The Red Rocker is getting a Milley.
Sammy Hagar, the longtime Mill Valley resident whose 40-year career has spanned multiple bands and a slew of successful business ventures, is among the seven locals picked to receive 2011 Milley Awards.
The group, which also includes acclaimed landscape architect Eldon Beck, National Magazine Award finalist Katy Butler, a street painting revivalist Sue Carlomagno, father-son jazz musicians Si and Max Perkoff and music educator Larry Snyder a pillar of Bay Area musical education, is set to receive the awards at an Oct. 23 ceremony.
The seven honorees have lived in Mill Valley for 225 years combined, according to Trubee Shock, who has helped produce the Milleys under the auspices of the Mill Valley Art Commission for the past 17 years.
“This is just a fantastic experience to learn about all these amazing local people and to honor them in this way,” she said.
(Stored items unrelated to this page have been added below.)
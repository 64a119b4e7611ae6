// Copyright 2019-2026 ChainSafe Systems
// SPDX-License-Identifier: Apache-2.0, MIT

use anyhow::Context as _;
use tracing::info;

use crate::cli::UsageError;
use crate::cli_shared::cli::Config;
use crate::storage::migrations::latest_version;
use crate::storage::postgres::{connect_pool, migrate, schema_version};

#[derive(Debug, clap::Args)]
pub struct MigrateCommand {
    /// Postgres storage to migrate, by its name in the configuration
    #[arg(long, env = "LILY_STORAGE")]
    storage: String,
    /// Move the schema to this version, forwards or backwards
    #[arg(long, conflicts_with = "latest")]
    to: Option<u32>,
    /// Move the schema to the latest version
    #[arg(long)]
    latest: bool,
}

impl MigrateCommand {
    /// The version to move to, or `None` to only print the current one.
    fn target(&self) -> Option<u32> {
        if self.latest {
            Some(latest_version())
        } else {
            self.to
        }
    }

    pub async fn run(self, config: &Config) -> anyhow::Result<()> {
        let Some(pg) = config.storage.postgresql.get(&self.storage) else {
            return Err(UsageError(format!(
                "no postgres storage named {:?} in the configuration",
                self.storage
            ))
            .into());
        };
        let pool = connect_pool(&pg.url, &pg.schema, &pg.application_name, 1)
            .await
            .with_context(|| format!("failed to connect to storage {}", self.storage))?;
        let current = schema_version(&pool).await?;
        let Some(to) = self.target() else {
            println!("current schema version: {current}");
            println!("latest schema version: {}", latest_version());
            return Ok(());
        };
        if to > latest_version() {
            return Err(UsageError(format!(
                "unknown schema version {to}, the latest is {}",
                latest_version()
            ))
            .into());
        }
        if to == current {
            println!("schema is already at version {current}");
            return Ok(());
        }
        info!(storage = %self.storage, from = current, to, "migrating schema");
        let version = migrate(&pool, &pg.schema, to).await?;
        println!("schema migrated from version {current} to {version}");
        Ok(())
    }
}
The Milleys were created by Abby Wasserman in 1988 to honor one local person a year for their creative achievements. By 1995, the Art Commission realized that Mill Valley suffered from an overwhelming abundance of great artists, and expanded the event to include five recipients.
What began as a paper certificate awarded during a break in City Council proceedings has evolved into a full-fledged gala with winners receiving a bronze statuette crafted by Sausalito sculptor John Libberton. Author and former San Francisco Chronicle columnist Joel Selvin will serve as the host of this year’s event.
The commission and keeps those nominations for three years. Ten new nominations were submitted this year and 28 nominees were reviewed by a panel of judges that includes Bread & Roses Executive Director Cassandra Flipper; former Tam High music teacher Bob Greenwood; graphic designer and painter Susan Landor Keegin; former Pacific Sun publisher and editor Steve McNamara; and architect and former Mill Valley Mayor Chris Raker.
This year’s recipients include:
Eldon Beck, an internationally acclaimed landscape architect whose work ranges from village designs of Whistler in British Columbia and Vail in Colorado to the initial remodel of Mill Valley’s Old Mill Park in 1965. “The judges felt his nomination was long overdue, and he has very deep roots in Mill Valley,” Shock said.
Katy Butler, a writer and journalist whose work has appeared in the New Yorker, the New York Times, Mother Jones, Vogue and the Buddhist Review. Butler was a finalist for the National Magazine Award.
Sue Carlomagno, the founder and former director of Youth in Arts Italian Street Painting festival, an event that launched in 1994 and became one of the premier events in the North Bay until it went on hiatus due to financial trouble this year. Carlomagno also taught art to children in Mill Valley for decades.
Si & Max Perkoff, a pair of multi-talented father and son jazz musicians, teachers and composers. Si is a pianist who has been performing all over California and beyond since the 1960s’s pianist, while Max, who plays trombone and piano, composes, conducts and teaches 3rd and 4th grade music at Neil Cummins School in Corte Madera.
“Honoring the two of them is a generational message,” Shock said. “They’re both very low key but they’re fantastic musicians.”
Sammy Hagar, the former lead singer for groups like Montrose and Van Halen as well as his latest group, Chickenfoot. Hagar has also had two lengthy solo stints, in the late 70s and early 80s after he left Montrose and in the late 90s after he left Van Halen. Hagar was inducted into the Rock & Roll Hall of Fame in 2007 with Van Halen. In the latter part of his musical career, Hagar has built a lucrative empire in the restaurant and tequila business.
“He’s an old fashioned rock ‘n’ roll stomper,” Shock said. “And he’s been very active in the local community for a long time.”
Larry Snyder, who has made major contributions to some of the Bay Area’s major musical institutions, is receiving the Sali Lieberman Award. The award isn’t given out every year and recognizes an individual’s lasting contributions to local arts organizations and their lifetime achievement in the arts.
Snyder garnered the honor for his impact on four Bay Area arts institutions: the San Francisco Conservatory of Music, for which he served as dean and modernized its curriculum; the College of Marin music department; Sonoma State University; and the Mill Valley Chamber Music Society, of which he is president.
Shock said she continues to be amazed by the number of Mill Valley residents who have made major, decades-long contribution to the arts and the local community.
“I honestly thought people would die before we got to everybody,” she said. “But we just keep going. We’re beginning to realize how unique we are here in Marin.”